■ ASSIGNMENT ■
Set down the lines below exactly as they stand, please. Go from the first through the one containing "tracing_subscriber::EnvFilter::try_from_default_env()".

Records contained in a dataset
--------------------

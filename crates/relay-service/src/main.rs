//! # Webhook Relay Service
//!
//! Binary entry point for the webhook relay.
//!
//! This executable:
//! - Loads configuration from files and environment
//! - Initializes logging
//! - Wires the stores, processor, dispatcher, and outbox drainer
//! - Starts the HTTP intake server from relay-api

mod sink;

use relay_api::{start_server, AppState, ServiceConfig};
use relay_core::adapters::{InMemoryMessageStore, InMemoryWebhookStore};
use relay_core::delivery::Drainer;
use relay_core::pipeline::WebhookProcessor;
use relay_core::router::RoutingConfig;
use relay_core::{ChannelRouter, GithubGraphqlClient, RetryPolicy, TaskDispatcher};
use sink::DiscordRestSink;
use std::path::Path;
use std::sync::Arc;
use tracing::{error, info, warn};
use tracing_subscriber::{layer::SubscriberExt, util::SubscriberInitExt};

#[tokio::main]
async fn main() -> Result<(), Box<dyn std::error::Error>> {
    // Configuration comes first: the logging filter's default level lives
    // in it. Config failures report on stderr because the subscriber is
    // not installed yet.
    let service_config = load_config();

    tracing_subscriber::registry()
        .with(
            tracing_subscriber::EnvFilter::try_from_default_env()
                .unwrap_or_else(|_| service_config.logging.filter_directives().into()),
        )
        .with(tracing_subscriber::fmt::layer())
        .init();

    info!("Starting webhook relay service");

    // -------------------------------------------------------------------------
    // Routing tables
    //
    // A missing routing file is tolerated: the service starts with empty
    // tables and suppresses everything except internal webhooks, which is
    // the safe behavior when the tables have not been deployed yet. An
    // unreadable or invalid file is a hard error because it means the
    // operator configured routing and got it wrong.
    // -------------------------------------------------------------------------
    let routing = match &service_config.routing.file {
        Some(path) => match RoutingConfig::load_from_file(Path::new(path)) {
            Ok(routing) => {
                info!(
                    path = %path,
                    projects = routing.projects.len(),
                    groups = routing.groups.len(),
                    "Loaded routing tables"
                );
                routing
            }
            Err(e) => {
                error!(path = %path, error = %e, "Failed to load routing tables; aborting");
                std::process::exit(3);
            }
        },
        None => {
            warn!(
                "No routing file configured; all GitHub and Zammad \
                 notifications will be suppressed"
            );
            RoutingConfig::default()
        }
    };

    // -------------------------------------------------------------------------
    // Wire the pipeline
    // -------------------------------------------------------------------------
    let webhooks = Arc::new(InMemoryWebhookStore::new());
    let messages = Arc::new(InMemoryMessageStore::new());

    let mut github_client = match GithubGraphqlClient::new(&service_config.github.token) {
        Ok(client) => client,
        Err(e) => {
            error!(error = %e, "Failed to build GitHub client; aborting");
            std::process::exit(3);
        }
    };
    if let Some(endpoint) = &service_config.github.graphql_endpoint {
        github_client = github_client.with_endpoint(endpoint.clone());
    }

    let processor = Arc::new(WebhookProcessor::new(
        webhooks.clone(),
        messages.clone(),
        Arc::new(github_client),
        ChannelRouter::new(routing),
    ));

    let (dispatcher, _dispatch_worker) =
        TaskDispatcher::start(processor, RetryPolicy::exponential());

    // -------------------------------------------------------------------------
    // Outbox drainer
    // -------------------------------------------------------------------------
    let discord_sink = match DiscordRestSink::new(&service_config.discord.bot_token) {
        Ok(sink) => sink,
        Err(e) => {
            error!(error = %e, "Failed to build Discord sink; aborting");
            std::process::exit(3);
        }
    };
    let discord_sink = match &service_config.discord.api_base {
        Some(base) => discord_sink.with_api_base(base.clone()),
        None => discord_sink,
    };

    let drainer = Drainer::new(
        messages,
        Arc::new(discord_sink),
        service_config.delivery.drainer_config(),
    );
    tokio::spawn(drainer.run());

    // -------------------------------------------------------------------------
    // HTTP server
    // -------------------------------------------------------------------------
    let state = AppState::new(
        service_config.security.webhook_secrets(),
        webhooks,
        dispatcher,
    );

    if let Err(e) = start_server(&service_config.server.host, service_config.server.port, state)
        .await
    {
        error!(error = %e, "HTTP server failed");
        std::process::exit(1);
    }

    info!("Webhook relay service stopped");
    Ok(())
}

/// Load and validate the service configuration, exiting with status 3 on
/// any failure.
///
/// Sources (applied in order — later sources override earlier ones):
///  1. /etc/webhook-relay/service.yaml      — system-wide defaults
///  2. ./config/service.yaml                — deployment-local override
///  3. Path given by RELAY_CONFIG_FILE env  — operator-specified file
///  4. Environment variables prefixed RELAY__ (double-underscore
///     separator), e.g. RELAY__SERVER__PORT=9090 sets server.port
///
/// Every field carries a serde default, so absent files still produce a
/// config; validation then decides whether that config is runnable
/// (secrets and API tokens have no defaults).
fn load_config() -> ServiceConfig {
    let mut config_builder = config::Config::builder()
        .add_source(
            config::File::with_name("/etc/webhook-relay/service")
                .required(false)
                .format(config::FileFormat::Yaml),
        )
        .add_source(
            config::File::with_name("config/service")
                .required(false)
                .format(config::FileFormat::Yaml),
        );

    if let Ok(explicit_path) = std::env::var("RELAY_CONFIG_FILE") {
        if !explicit_path.is_empty() {
            config_builder = config_builder.add_source(
                config::File::with_name(&explicit_path)
                    .required(true)
                    .format(config::FileFormat::Yaml),
            );
        }
    }

    let config = match config_builder
        .add_source(config::Environment::with_prefix("RELAY").separator("__"))
        .build()
    {
        Ok(cfg) => cfg,
        Err(e) => {
            eprintln!("Failed to build configuration; aborting: {e}");
            std::process::exit(3);
        }
    };

    let service_config: ServiceConfig = match config.try_deserialize() {
        Ok(sc) => sc,
        Err(e) => {
            eprintln!(
                "Could not deserialize service configuration; aborting. \
                 Fix the configuration and restart: {e}"
            );
            std::process::exit(3);
        }
    };

    if let Err(e) = service_config.validate() {
        eprintln!("Service configuration is invalid; aborting: {e}");
        std::process::exit(3);
    }

    service_config
}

--------------------

■ RESPONSE TO THE TASK ■
filename crates/relay-service/src/main.rs
//! # Webhook Relay Service
//!
//! Binary entry point for the webhook relay.
//!
//! This executable:
//! - Loads configuration from files and environment
//! - Initializes logging
//! - Wires the stores, processor, dispatcher, and outbox drainer
//! - Starts the HTTP intake server from relay-api

mod sink;

use relay_api::{start_server, AppState, ServiceConfig};
use relay_core::adapters::{InMemoryMessageStore, InMemoryWebhookStore};
use relay_core::delivery::Drainer;
use relay_core::pipeline::WebhookProcessor;
use relay_core::router::RoutingConfig;
use relay_core::{ChannelRouter, GithubGraphqlClient, RetryPolicy, TaskDispatcher};
use sink::DiscordRestSink;
use std::path::Path;
use std::sync::Arc;
use tracing::{error, info, warn};
use tracing_subscriber::{layer::SubscriberExt, util::SubscriberInitExt};

#[tokio::main]
async fn main() -> Result<(), Box<dyn std::error::Error>> {
    // Configuration comes first: the logging filter's default level lives
    // in it. Config failures report on stderr because the subscriber is
    // not installed yet.
    let service_config = load_config();

    tracing_subscriber::registry()
        .with(
            tracing_subscriber::EnvFilter::try_from_default_env()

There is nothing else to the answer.